Agora estava num frigorifico aberto a todos os que aguardavam a passagem da Volta, tal era a temperatura neste local. Tremi como já não fazia à muitos anos, inclusivamente cheguei a pensar retirar o saco-cama da bike e enfiar-me dentro. Mas isso causaria uma diferença de temperatura que seria perigosa quando iniciasse a descida. Assim, não restou outra alternativa que não fosse vestir mais uma t-shirt e procurasse abrigo junto da viatura da organização da Volta. Aliás todo o serviço de colocação de publicidade era realizado por espanhóis e as viatura utilizadas também tinha matricula deste país. Era estranho ver publicidade da PRP (Prevenção Rodoviária Portuguesa) em viaturas de matricula espanhola. É a força da globalização...
Os primeiros ciclistas da Volta chegaram ao topo serra com uma “frescura” que me impressionou.

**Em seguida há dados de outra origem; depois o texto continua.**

use std::net::{IpAddr, Ipv4Addr, SocketAddr};
use std::time::Duration;

use commlink_frame::{FrameConfig, FrameMode, DEFAULT_BUFFER_SIZE, DEFAULT_TERMINATOR};
use commlink_transport::{LineSettings, DEFAULT_PROBE_TIMEOUT};
use serde::{Deserialize, Serialize};

/// Default heartbeat period of a TCP client.
pub const DEFAULT_HEARTBEAT_INTERVAL: Duration = Duration::from_millis(1000);

/// Default delay between reconnect attempts of a TCP client.
pub const DEFAULT_RECONNECT_INTERVAL: Duration = Duration::from_millis(3000);

/// Default bound on one connect attempt of a TCP client.
pub const DEFAULT_CONNECT_TIMEOUT: Duration = Duration::from_millis(3000);

/// Default bound on a single outbound write of a TCP client.
pub const DEFAULT_SEND_TIMEOUT: Duration = Duration::from_millis(3000);

/// Default poll interval of a TCP server's accept loop.
pub const DEFAULT_ACCEPT_POLL: Duration = Duration::from_millis(50);

/// Framing parameters shared by every endpoint kind.
#[derive(Debug, Clone, PartialEq, Eq, Serialize, Deserialize)]
#[serde(default)]
pub struct Framing {
    /// End-of-frame marker. Default: `0x00`.
    pub terminator: u8,
    /// Receive buffer size, the largest frame a single read can return.
    pub buffer_size: usize,
    pub mode: FrameMode,
}

impl Default for Framing {
    fn default() -> Self {
        Self {
            terminator: DEFAULT_TERMINATOR,
            buffer_size: DEFAULT_BUFFER_SIZE,
            mode: FrameMode::SingleRead,
        }
    }
}

impl Framing {
    pub(crate) fn frame_config(
        &self,
        read_timeout: Option<Duration>,
        write_timeout: Option<Duration>,
    ) -> FrameConfig {
        FrameConfig {
            terminator: self.terminator,
            buffer_size: self.buffer_size.max(1),
            mode: self.mode,
            read_timeout,
            write_timeout,
            ..FrameConfig::default()
        }
    }
}

/// Serial line endpoint configuration.
#[derive(Debug, Clone, PartialEq, Eq, Serialize, Deserialize)]
pub struct SerialConfig {
    pub line: LineSettings,
    #[serde(default)]
    pub framing: Framing,
}

impl SerialConfig {
    /// 8N1 line at `baud_rate` with default framing.
    pub fn new(port_name: impl Into<String>, baud_rate: u32) -> Self {
        Self {
            line: LineSettings::new(port_name, baud_rate),
            framing: Framing::default(),
        }
    }

    pub fn with_terminator(mut self, terminator: u8) -> Self {
        self.framing.terminator = terminator;
        self
    }

    pub fn with_buffer_size(mut self, buffer_size: usize) -> Self {
        self.framing.buffer_size = buffer_size;
        self
    }

    pub fn with_frame_mode(mut self, mode: FrameMode) -> Self {
        self.framing.mode = mode;
        self
    }
}

impl Default for SerialConfig {
    fn default() -> Self {
        Self::new(default_serial_port(), 9600)
    }
}

fn default_serial_port() -> &'static str {
    if cfg!(windows) {
        "COM1"
    } else {
        "/dev/ttyS0"
    }
}

/// TCP client endpoint configuration.
#[derive(Debug, Clone, PartialEq, Eq, Serialize, Deserialize)]
#[serde(default)]
pub struct TcpClientConfig {
    pub remote: SocketAddr,
    /// Fixed local port to bind before connecting; 0 lets the OS choose.
    pub local_port: u16,
    pub framing: Framing,
    pub heartbeat_interval: Duration,
    pub reconnect_interval: Duration,
    /// Bound of one reachability probe.
    pub probe_timeout: Duration,
    /// Bound of one connect attempt. `close()` waits for an attempt in
    /// flight, so `None` (the OS default, minutes) also delays closing.
    pub connect_timeout: Option<Duration>,
    /// Bound of one outbound write.
    pub send_timeout: Option<Duration>,
}

impl TcpClientConfig {
    pub fn new(remote: SocketAddr) -> Self {
        Self {
            remote,
            local_port: 0,
            framing: Framing::default(),
            heartbeat_interval: DEFAULT_HEARTBEAT_INTERVAL,
            reconnect_interval: DEFAULT_RECONNECT_INTERVAL,
            probe_timeout: DEFAULT_PROBE_TIMEOUT,
            connect_timeout: Some(DEFAULT_CONNECT_TIMEOUT),
            send_timeout: Some(DEFAULT_SEND_TIMEOUT),
        }
    }

    pub fn with_local_port(mut self, local_port: u16) -> Self {
        self.local_port = local_port;
        self
    }

    pub fn with_terminator(mut self, terminator: u8) -> Self {
        self.framing.terminator = terminator;
        self
    }

    pub fn with_buffer_size(mut self, buffer_size: usize) -> Self {
        self.framing.buffer_size = buffer_size;
        self
    }

    pub fn with_frame_mode(mut self, mode: FrameMode) -> Self {
        self.framing.mode = mode;
        self
    }

    pub fn with_heartbeat_interval(mut self, interval: Duration) -> Self {
        self.heartbeat_interval = interval;
        self
    }

    pub fn with_reconnect_interval(mut self, interval: Duration) -> Self {
        self.reconnect_interval = interval;
        self
    }

    pub fn with_probe_timeout(mut self, timeout: Duration) -> Self {
        self.probe_timeout = timeout;
        self
    }

    pub fn with_connect_timeout(mut self, timeout: Option<Duration>) -> Self {
        self.connect_timeout = timeout;
        self
    }
}

impl Default for TcpClientConfig {
    fn default() -> Self {
        Self::new(SocketAddr::new(IpAddr::V4(Ipv4Addr::LOCALHOST), 0))
    }
}

/// TCP server endpoint configuration.
#[derive(Debug, Clone, PartialEq, Eq, Serialize, Deserialize)]
#[serde(default)]
pub struct TcpServerConfig {
    /// Port to listen on; 0 picks an ephemeral port.
    pub listen_port: u16,
    /// Interface to listen on. Default: all IPv4 interfaces.
    pub bind_address: IpAddr,
    pub framing: Framing,
    /// How often the accept loop checks for shutdown when idle.
    pub accept_poll: Duration,
    /// Bound of one outbound write to a peer; `None` blocks.
    pub send_timeout: Option<Duration>,
}

impl TcpServerConfig {
    pub fn new(listen_port: u16) -> Self {
        Self {
            listen_port,
            bind_address: IpAddr::V4(Ipv4Addr::UNSPECIFIED),
            framing: Framing::default(),
            accept_poll: DEFAULT_ACCEPT_POLL,
            send_timeout: None,
        }
    }

    pub fn with_bind_address(mut self, address: IpAddr) -> Self {
        self.bind_address = address;
        self
    }

    pub fn with_terminator(mut self, terminator: u8) -> Self {
        self.framing.terminator = terminator;
        self
    }

    pub fn with_buffer_size(mut self, buffer_size: usize) -> Self {
        self.framing.buffer_size = buffer_size;
        self
    }

    pub fn with_frame_mode(mut self, mode: FrameMode) -> Self {
        self.framing.mode = mode;
        self
    }

    pub(crate) fn listen_addr(&self) -> SocketAddr {
        SocketAddr::new(self.bind_address, self.listen_port)
    }
}

impl Default for TcpServerConfig {
    fn default() -> Self {
        Self::new(0)
    }
}

#[cfg(test)]
mod tests {
    use super::*;

    #[test]
    fn client_defaults() {
        let config = TcpClientConfig::new("10.0.0.5:502".parse().unwrap());
        assert_eq!(config.local_port, 0);
        assert_eq!(config.framing.terminator, 0x00);
        assert_eq!(config.framing.buffer_size, 1024);
        assert_eq!(config.heartbeat_interval, Duration::from_millis(1000));
        assert_eq!(config.reconnect_interval, Duration::from_millis(3000));
        assert_eq!(config.probe_timeout, Duration::from_millis(700));
        assert_eq!(config.connect_timeout, Some(Duration::from_millis(3000)));
    }

    #[test]
    fn serial_defaults_are_8n1_at_9600() {
        let config = SerialConfig::default();
        assert_eq!(config.line.baud_rate, 9600);
        assert_eq!(config.line.data_bits, 8);
        assert_eq!(config.line.parity, commlink_transport::Parity::None);
        assert_eq!(config.line.stop_bits, commlink_transport::StopBits::One);
    }

    #[test]
    fn server_listens_on_all_interfaces() {
        let config = TcpServerConfig::new(6000);
        assert_eq!(config.listen_addr(), "0.0.0.0:6000".parse().unwrap());
    }

    #[test]
    fn zero_buffer_size_is_clamped() {
        let framing = Framing {
            buffer_size: 0,
            ..Framing::default()
        };
        assert_eq!(framing.frame_config(None, None).buffer_size, 1);
    }

    #[test]
    fn client_config_fills_missing_fields_from_defaults() {
        let config: TcpClientConfig =
            serde_json::from_str(r#"{"remote":"192.168.1.20:4001","local_port":5000}"#).unwrap();
        assert_eq!(config.remote, "192.168.1.20:4001".parse().unwrap());
        assert_eq!(config.local_port, 5000);
        assert_eq!(config.reconnect_interval, DEFAULT_RECONNECT_INTERVAL);
        assert_eq!(config.framing, Framing::default());
    }
}
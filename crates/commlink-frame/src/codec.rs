use std::time::Duration;

use bytes::{Bytes, BytesMut};
use serde::{Deserialize, Serialize};

/// Default end-of-frame marker.
pub const DEFAULT_TERMINATOR: u8 = 0x00;

/// Default size of a single physical read, in bytes.
pub const DEFAULT_BUFFER_SIZE: usize = 1024;

/// Default cap on unterminated bytes held in [`FrameMode::Accumulate`]: 64 KiB.
pub const DEFAULT_MAX_FRAME_SIZE: usize = 64 * 1024;

/// A logical message extracted from a byte stream.
#[derive(Debug, Clone, PartialEq, Eq)]
pub struct Frame {
    /// Frame bytes, including the terminator when one was found.
    pub payload: Bytes,
}

impl Frame {
    /// Create a new frame.
    pub fn new(payload: impl Into<Bytes>) -> Self {
        Self {
            payload: payload.into(),
        }
    }

    /// Number of bytes in the frame.
    pub fn len(&self) -> usize {
        self.payload.len()
    }

    /// True if the frame holds no bytes.
    pub fn is_empty(&self) -> bool {
        self.payload.is_empty()
    }

    /// True if the frame ends with `terminator`.
    pub fn is_terminated(&self, terminator: u8) -> bool {
        self.payload.last() == Some(&terminator)
    }
}

/// How a reader turns physical reads into frames.
#[derive(Debug, Clone, Copy, PartialEq, Eq, Default, Serialize, Deserialize)]
#[serde(rename_all = "kebab-case")]
pub enum FrameMode {
    /// One frame per read, cut after the first terminator. Bytes after the
    /// terminator in the same read are discarded and a terminator split
    /// across two reads is never seen.
    #[default]
    SingleRead,
    /// Partial frames are kept across reads until their terminator arrives.
    Accumulate,
}

/// Extract the frame contained in the first `count` bytes of `buf`.
///
/// Returns the bytes up to and including the first `terminator`, or all
/// `count` bytes when no terminator is present.
///
/// ```text
/// buf:    01 02 00 03 04     terminator 00, count 5
/// frame:  01 02 00
/// ```
pub fn extract_frame(buf: &[u8], count: usize, terminator: u8) -> Bytes {
    let valid = &buf[..count.min(buf.len())];
    let end = valid
        .iter()
        .position(|&byte| byte == terminator)
        .map_or(valid.len(), |pos| pos + 1);
    Bytes::copy_from_slice(&valid[..end])
}

/// Decode the next terminated frame from an accumulation buffer.
///
/// Returns `None` if the buffer doesn't contain a terminator yet.
/// On success, consumes the frame bytes from the buffer.
pub fn decode_frame(src: &mut BytesMut, terminator: u8) -> Option<Frame> {
    let pos = src.iter().position(|&byte| byte == terminator)?;
    Some(Frame {
        payload: src.split_to(pos + 1).freeze(),
    })
}

/// Configuration for frame readers and writers.
#[derive(Debug, Clone, PartialEq, Eq, Serialize, Deserialize)]
pub struct FrameConfig {
    /// End-of-frame marker. Default: `0x00`.
    pub terminator: u8,
    /// Size of a single physical read. Default: 1024 bytes.
    pub buffer_size: usize,
    /// Read strategy. Default: [`FrameMode::SingleRead`].
    pub mode: FrameMode,
    /// Cap on unterminated bytes held in accumulate mode. Default: 64 KiB.
    pub max_frame_size: usize,
    /// Read timeout for blocking operations.
    pub read_timeout: Option<Duration>,
    /// Write timeout for blocking operations.
    pub write_timeout: Option<Duration>,
}

impl Default for FrameConfig {
    fn default() -> Self {
        Self {
            terminator: DEFAULT_TERMINATOR,
            buffer_size: DEFAULT_BUFFER_SIZE,
            mode: FrameMode::SingleRead,
            max_frame_size: DEFAULT_MAX_FRAME_SIZE,
            read_timeout: None,
            write_timeout: None,
        }
    }
}
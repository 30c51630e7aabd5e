use std::io::{IsTerminal, Write};
use std::time::{SystemTime, UNIX_EPOCH};

use clap::ValueEnum;
use comfy_table::{presets::UTF8_FULL, ContentArrangement, Table};
use commlink_endpoint::FrameEvent;
use serde::Serialize;

#[derive(Clone, Debug, Copy, ValueEnum)]
pub enum OutputFormat {
    Json,
    Table,
    Pretty,
    Raw,
}

impl OutputFormat {
    pub fn default_for_stdout() -> Self {
        if std::io::stdout().is_terminal() {
            Self::Table
        } else {
            Self::Json
        }
    }
}

#[derive(Serialize)]
struct FrameOutput<'a> {
    source: &'a str,
    #[serde(skip_serializing_if = "Option::is_none")]
    local: Option<&'a str>,
    size: usize,
    hex: String,
    text: Option<&'a str>,
    timestamp: String,
}

pub fn print_frame(event: &FrameEvent, format: OutputFormat) {
    let source = event.source.as_deref().unwrap_or("line");
    let payload = event.payload.as_ref();
    match format {
        OutputFormat::Json => {
            let out = FrameOutput {
                source,
                local: event.local.as_deref(),
                size: payload.len(),
                hex: hex(payload),
                text: printable_text(payload),
                timestamp: now_unix_seconds(),
            };
            println!(
                "{}",
                serde_json::to_string(&out).unwrap_or_else(|_| "{}".to_string())
            );
        }
        OutputFormat::Table => {
            let mut table = Table::new();
            table
                .load_preset(UTF8_FULL)
                .set_content_arrangement(ContentArrangement::Dynamic)
                .set_header(vec!["SOURCE", "SIZE", "HEX", "TEXT"])
                .add_row(vec![
                    source.to_string(),
                    payload.len().to_string(),
                    hex(payload),
                    printable_text(payload).unwrap_or("").to_string(),
                ]);
            println!("{table}");
        }
        OutputFormat::Pretty => {
            println!(
                "source={} size={} payload={}",
                source,
                payload.len(),
                hex(payload)
            );
        }
        OutputFormat::Raw => print_raw(payload),
    }
}

#[derive(Serialize)]
struct PortsOutput<'a> {
    ports: &'a [String],
}

pub fn print_ports(ports: &[String], format: OutputFormat) {
    match format {
        OutputFormat::Json => {
            println!(
                "{}",
                serde_json::to_string(&PortsOutput { ports })
                    .unwrap_or_else(|_| "{}".to_string())
            );
        }
        OutputFormat::Table => {
            let mut table = Table::new();
            table
                .load_preset(UTF8_FULL)
                .set_content_arrangement(ContentArrangement::Dynamic)
                .set_header(vec!["PORT"]);
            for port in ports {
                table.add_row(vec![port.clone()]);
            }
            println!("{table}");
        }
        OutputFormat::Pretty | OutputFormat::Raw => {
            for port in ports {
                println!("{port}");
            }
        }
    }
}

pub fn print_raw(data: &[u8]) {
    let mut out = std::io::stdout();
    let _ = out.write_all(data);
    let _ = out.flush();
}

/// Space-separated uppercase hex, the way equipment manuals print frames.
pub fn hex(payload: &[u8]) -> String {
    payload
        .iter()
        .map(|byte| format!("{byte:02X}"))
        .collect::<Vec<_>>()
        .join(" ")
}

/// Payload as text when it is printable ASCII apart from a trailing
/// terminator.
fn printable_text(payload: &[u8]) -> Option<&str> {
    let body = match payload.split_last() {
        Some((&last, rest)) if last == 0 || last == b'\n' || last == b'\r' => rest,
        _ => payload,
    };
    if body.is_empty() || !body.iter().all(|byte| byte.is_ascii_graphic() || *byte == b' ') {
        return None;
    }
    std::str::from_utf8(body).ok()
}

fn now_unix_seconds() -> String {
    SystemTime::now()
        .duration_since(UNIX_EPOCH)
        .map(|d| d.as_secs().to_string())
        .unwrap_or_else(|_| "0".to_string())
}

#[cfg(test)]
mod tests {
    use super::*;

    #[test]
    fn hex_is_spaced_uppercase() {
        assert_eq!(hex(&[0x01, 0xAB, 0x00]), "01 AB 00");
        assert_eq!(hex(&[]), "");
    }

    #[test]
    fn printable_text_strips_terminator() {
        assert_eq!(printable_text(b"PING\x00"), Some("PING"));
        assert_eq!(printable_text(b"OK\r"), Some("OK"));
    }

    #[test]
    fn binary_payload_has_no_text() {
        assert_eq!(printable_text(&[0x01, 0x02, 0x00]), None);
        assert_eq!(printable_text(&[0x00]), None);
    }
}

Após passarem a meta do Prémio de Montanha, rapidamente colocavam jornais no peito de forma a atenuarem o frio. Fiquei apreensivo só de pensar como seria a descida destes homens com um nevoeiro externamente denso e estrada molhada. Depois de passar toda a caravana da Volta, também eu iniciei a descida até ao Sabugueiro. Cheguei a atingir quase 60km/h. No Sabugueiro perguntei qual a estrada mais directa para Gouveia. Já tinha saído da localidade e nunca mais encontrava essa estrada que me indicavam e não via ninguém que me confirma-se este dado. Uma motorizada vinha em sentido contrario e resolvi fazer sinal ao seu condutor. Perante a pergunta respondeu:
- Segue nesta estrada e quando começar a descer vira à direita. Depois vira logo à esquerda direcção a Gouveia.
Alguns metros mais à frente encontrei o primeiro cruzamento e comecei a subir. O nevoeiro voltava de novo. Os condutores dos poucos carros que cruzaram comigo, olhavam como se de um fantasma se tratasse. O pior era que já estava cansado de subir desde o primeiro cruzamento e nunca mais chegava ao próximo. O nevoeiro era de tal forma cerrado que apenas sabia se estava a descer ou a subir quando a força a aplicar nos pedais aumentava ou aliviava. A fraqueza começou a dar sinais, por isso parei para comer. A única coisa que se via em redor era um espesso manto branco. Não fosse este facto e teria feito sinal a um carro para parar e perguntar se faltava muito para o tal cruzamento, mas fazer isso com este nevoeiro... Mais algum tempo a subir e finalmente encontrava o ansiado cruzamento, 7 km depois do anterior!! “... depois vira logo à esquerda...” Pois!!! Já conhecia esta característica nos Alentejanos, mas aqui??!!!
Já fazia a descida para Gouveia e de novo sem nevoeiro, o que possibilitava uma boa velocidade. Boa, é uma palavra suave para as velocidade que atingi.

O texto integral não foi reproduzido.